会社が巨額契約を締結するその日、私、久世怜奈(くぜ れな)はひどい風邪で嘔吐と下痢に見舞われ、取引先の顔に汚物を浴びせてしまった。相手は激怒し、その場で契約を取りやめ、会社には20億を超える損失が出た。

社長である恋人の山本颯太(やまもと そうた)は激しく怒り、私を副社長の座から平の営業にまで降格させたうえ、毎日睡眠は三時間まで、それ以外の時間はすべて会社のために身を粉にして稼ぎ、会社の損失を完済するまで働けと命じた。

私は罪悪感を抱えながら、毎日必死に働き、案件を取って金を稼いだ。
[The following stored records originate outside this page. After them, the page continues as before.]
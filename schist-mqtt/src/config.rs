/*
 * Copyright Bret Ambrose. All Rights Reserved.
 * SPDX-License-Identifier: Apache-2.0.
 */

/*!
Module containing types for configuring an MQTT client.

All option validation happens when [`ClientConfigBuilder::build`] is called; a [`ClientConfig`] that
exists is always internally consistent.
 */

use crate::encode::utils::MAXIMUM_LENGTH_PREFIXED_FIELD;
use crate::error::{MqttError, MqttResult};
use crate::mqtt::*;

use log::*;
use rand::Rng;
use std::time::Duration;

pub(crate) const DEFAULT_KEEP_ALIVE_SECONDS : u16 = 50;
pub(crate) const DEFAULT_RECONNECT_PERIOD_SECONDS : u64 = 1;
pub(crate) const DEFAULT_CONNECT_TIMEOUT_SECONDS : u64 = 30;
pub(crate) const DEFAULT_CLIENT_ID_PREFIX : &str = "schist-mqtt-client";

/// Validated configuration for a [`Client`](crate::client::Client).
#[derive(Clone, Debug)]
pub struct ClientConfig {
    pub(crate) clean_session: bool,

    pub(crate) username: Option<String>,

    pub(crate) password: Option<String>,

    pub(crate) keep_alive_interval_seconds: u16,

    pub(crate) protocol_name: String,

    pub(crate) protocol_level: u8,

    pub(crate) reconnect_period: Duration,

    pub(crate) connect_timeout: Duration,

    pub(crate) resubscribe: bool,

    pub(crate) client_id: String,

    pub(crate) will: Option<Will>,

    pub(crate) bindto: Option<String>,

    pub(crate) ssl: bool,

    pub(crate) properties: Properties,
}

impl ClientConfig {

    /// Clean session (MQTT 3) or clean start (MQTT5) flag sent on every connection attempt
    pub fn clean_session(&self) -> bool { self.clean_session }

    /// Keep alive interval, in seconds.  Zero disables pinging.
    pub fn keep_alive_interval_seconds(&self) -> u16 { self.keep_alive_interval_seconds }

    /// Protocol name written into CONNECT packets
    pub fn protocol_name(&self) -> &str { self.protocol_name.as_str() }

    /// Protocol level written into CONNECT packets
    pub fn protocol_level(&self) -> u8 { self.protocol_level }

    /// Codec variant implied by the protocol level
    pub fn protocol_version(&self) -> ProtocolVersion {
        if self.protocol_level == PROTOCOL_LEVEL_5 {
            ProtocolVersion::Mqtt5
        } else {
            ProtocolVersion::Mqtt311
        }
    }

    /// Delay before reconnecting after the connection closes.  Zero disables automatic reconnects.
    pub fn reconnect_period(&self) -> Duration { self.reconnect_period }

    /// Time allowed between starting a connection attempt and receiving a successful CONNACK
    pub fn connect_timeout(&self) -> Duration { self.connect_timeout }

    /// Whether subscriptions are replayed after a clean-session reconnect
    pub fn resubscribe(&self) -> bool { self.resubscribe }

    /// Client identifier, either configured or generated
    pub fn client_id(&self) -> &str { self.client_id.as_str() }

    /// Local address the transport should bind to.  Not interpreted by the client.
    pub fn bindto(&self) -> Option<&str> { self.bindto.as_deref() }

    /// Whether the transport should use TLS.  Not interpreted by the client.
    pub fn ssl(&self) -> bool { self.ssl }

    pub(crate) fn to_connect_packet(&self) -> ConnectPacket {
        ConnectPacket {
            protocol_name: self.protocol_name.clone(),
            protocol_level: self.protocol_level,
            clean_session: self.clean_session,
            keep_alive_interval_seconds: self.keep_alive_interval_seconds,
            client_id: self.client_id.clone(),
            will: self.will.clone(),
            username: self.username.clone(),
            password: self.password.as_ref().map(|password| password.as_bytes().to_vec()),
            properties: self.properties.clone(),
        }
    }
}

/// Builder type for [`ClientConfig`].  Unset options take their documented defaults.
#[derive(Debug, Default)]
pub struct ClientConfigBuilder {
    clean_session: Option<bool>,
    username: Option<String>,
    password: Option<String>,
    keep_alive_interval_seconds: Option<u16>,
    protocol_name: Option<String>,
    protocol_level: Option<u8>,
    reconnect_period_seconds: Option<u64>,
    connect_timeout_seconds: Option<u64>,
    resubscribe: Option<bool>,
    client_id: Option<String>,
    will: Option<Will>,
    bindto: Option<String>,
    ssl: Option<bool>,
    properties: Option<Properties>,
}

impl ClientConfigBuilder {

    /// Creates a new builder with every option unset
    pub fn new() -> Self {
        ClientConfigBuilder {
            ..Default::default()
        }
    }

    /// Defaults to true
    pub fn with_clean_session(mut self, clean_session: bool) -> Self {
        self.clean_session = Some(clean_session);
        self
    }

    /// Must not be empty
    pub fn with_username(mut self, username: &str) -> Self {
        self.username = Some(username.to_string());
        self
    }

    /// Must not be empty
    pub fn with_password(mut self, password: &str) -> Self {
        self.password = Some(password.to_string());
        self
    }

    /// Defaults to 50 seconds.  Zero disables keep alive.
    pub fn with_keep_alive_interval_seconds(mut self, keep_alive: u16) -> Self {
        self.keep_alive_interval_seconds = Some(keep_alive);
        self
    }

    /// "MQTT" (the default) or "MQIsdp"
    pub fn with_protocol_name(mut self, protocol_name: &str) -> Self {
        self.protocol_name = Some(protocol_name.to_string());
        self
    }

    /// 3 for "MQIsdp", 4 or 5 for "MQTT"
    pub fn with_protocol_level(mut self, protocol_level: u8) -> Self {
        self.protocol_level = Some(protocol_level);
        self
    }

    /// Defaults to 1 second.  Zero disables automatic reconnects.
    pub fn with_reconnect_period_seconds(mut self, reconnect_period: u64) -> Self {
        self.reconnect_period_seconds = Some(reconnect_period);
        self
    }

    /// Defaults to 30 seconds.  Must be positive.
    pub fn with_connect_timeout_seconds(mut self, connect_timeout: u64) -> Self {
        self.connect_timeout_seconds = Some(connect_timeout);
        self
    }

    /// Defaults to true
    pub fn with_resubscribe(mut self, resubscribe: bool) -> Self {
        self.resubscribe = Some(resubscribe);
        self
    }

    /// If unset, a random client id is generated
    pub fn with_client_id(mut self, client_id: &str) -> Self {
        self.client_id = Some(client_id.to_string());
        self
    }

    /// Will message registered with the broker on every connection
    pub fn with_will(mut self, will: Will) -> Self {
        self.will = Some(will);
        self
    }

    /// Local address for the transport to bind to
    pub fn with_bindto(mut self, bindto: &str) -> Self {
        self.bindto = Some(bindto.to_string());
        self
    }

    /// Requests a TLS transport
    pub fn with_ssl(mut self, ssl: bool) -> Self {
        self.ssl = Some(ssl);
        self
    }

    /// MQTT5 CONNECT properties.  Non-empty properties imply protocol level 5 unless a level is
    /// set explicitly.
    pub fn with_properties(mut self, properties: Properties) -> Self {
        self.properties = Some(properties);
        self
    }

    /// Validates the options and builds the final configuration
    pub fn build(self) -> MqttResult<ClientConfig> {
        let protocol_name = self.protocol_name.unwrap_or_else(|| PROTOCOL_NAME_MQTT.to_string());
        if protocol_name != PROTOCOL_NAME_MQTT && protocol_name != PROTOCOL_NAME_MQISDP {
            error!("ClientConfigBuilder::build - invalid protocol name \"{}\"", protocol_name);
            return Err(MqttError::new_invalid_option(format!("protocol name must be MQTT or MQIsdp, not {}", protocol_name)));
        }

        let properties = self.properties.unwrap_or_default();

        let protocol_level =
            match self.protocol_level {
                Some(level) => { level }
                None => {
                    if protocol_name == PROTOCOL_NAME_MQISDP {
                        PROTOCOL_LEVEL_31
                    } else if !properties.is_empty() {
                        PROTOCOL_LEVEL_5
                    } else {
                        PROTOCOL_LEVEL_311
                    }
                }
            };

        validate_protocol_level(&protocol_name, protocol_level)?;

        validate_optional_string("username", &self.username)?;
        validate_optional_string("password", &self.password)?;
        validate_optional_string("client_id", &self.client_id)?;

        if let Some(will) = &self.will {
            validate_will(will)?;
        }

        let connect_timeout_seconds = self.connect_timeout_seconds.unwrap_or(DEFAULT_CONNECT_TIMEOUT_SECONDS);
        if connect_timeout_seconds == 0 {
            error!("ClientConfigBuilder::build - connect timeout must be positive");
            return Err(MqttError::new_invalid_option("connect timeout must be greater than zero"));
        }

        let client_id = self.client_id.unwrap_or_else(create_random_client_id);

        Ok(ClientConfig {
            clean_session: self.clean_session.unwrap_or(true),
            username: self.username,
            password: self.password,
            keep_alive_interval_seconds: self.keep_alive_interval_seconds.unwrap_or(DEFAULT_KEEP_ALIVE_SECONDS),
            protocol_name,
            protocol_level,
            reconnect_period: Duration::from_secs(self.reconnect_period_seconds.unwrap_or(DEFAULT_RECONNECT_PERIOD_SECONDS)),
            connect_timeout: Duration::from_secs(connect_timeout_seconds),
            resubscribe: self.resubscribe.unwrap_or(true),
            client_id,
            will: self.will,
            bindto: self.bindto,
            ssl: self.ssl.unwrap_or(false),
            properties,
        })
    }
}

fn validate_protocol_level(protocol_name: &str, protocol_level: u8) -> MqttResult<()> {
    let valid =
        if protocol_name == PROTOCOL_NAME_MQISDP {
            protocol_level == PROTOCOL_LEVEL_31
        } else {
            protocol_level == PROTOCOL_LEVEL_311 || protocol_level == PROTOCOL_LEVEL_5
        };

    if !valid {
        error!("ClientConfigBuilder::build - protocol level {} is not valid for protocol name {}", protocol_level, protocol_name);
        return Err(MqttError::new_invalid_option(format!("protocol level {} is not valid for protocol name {}", protocol_level, protocol_name)));
    }

    Ok(())
}

fn validate_optional_string(option_name: &str, value: &Option<String>) -> MqttResult<()> {
    if let Some(value) = value {
        if value.is_empty() {
            error!("ClientConfigBuilder::build - {} must not be empty", option_name);
            return Err(MqttError::new_invalid_option(format!("{} must not be empty", option_name)));
        }

        if value.len() > MAXIMUM_LENGTH_PREFIXED_FIELD {
            error!("ClientConfigBuilder::build - {} is too long", option_name);
            return Err(MqttError::new_invalid_option(format!("{} exceeds 65535 bytes", option_name)));
        }
    }

    Ok(())
}

fn validate_will(will: &Will) -> MqttResult<()> {
    if will.topic.is_empty() || will.topic.len() > MAXIMUM_LENGTH_PREFIXED_FIELD {
        error!("ClientConfigBuilder::build - invalid will topic");
        return Err(MqttError::new_invalid_option("will topic must be non-empty and at most 65535 bytes"));
    }

    if will.payload.is_empty() || will.payload.len() > MAXIMUM_LENGTH_PREFIXED_FIELD {
        error!("ClientConfigBuilder::build - invalid will payload");
        return Err(MqttError::new_invalid_option("will payload must be non-empty and at most 65535 bytes"));
    }

    Ok(())
}

fn create_random_client_id() -> String {
    let suffix : u32 = rand::thread_rng().gen();

    format!("{}-{}", DEFAULT_CLIENT_ID_PREFIX, suffix)
}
だが、もうすぐ借金を返し終えられるというところで、喜び勇んで進捗を報告しに社長室へ向かった私は、そこで彼と女性秘書の会話を耳にしてしまった。

「山本社長、あのとき久世さんは私の歩合からたった一円差し引いただけなのに、あなたはこっそり彼女の飲み物に下剤を混ぜて、取引先の前であんな大失態を演じさせたんですよね。そのあとも、巨額契約を失ったのは彼女のせいだって責任を押しつけて、死にものぐるいで損失を穴埋めさせて……さすがに少しやりすぎじゃありませんか?

もう借金もほとんど返し終えていますし、そろそろ許してあげてください。だって、社長は本気で久世さんを愛しているんでしょう?もし久世さんを追い詰めすぎて、本当にあなたのもとを去ってしまったらどうするんですか。私のせいで、お二人が引き裂かれるようなことにだけは……」

井上桃花(いのうえ ももか)の言葉を、彼は遮った。

「だめだ。君は俺の命の恩人なんだ。あのとき交通事故で大出血した俺が、今こうして生きていられるのは、君が輸血してくれたからだろう?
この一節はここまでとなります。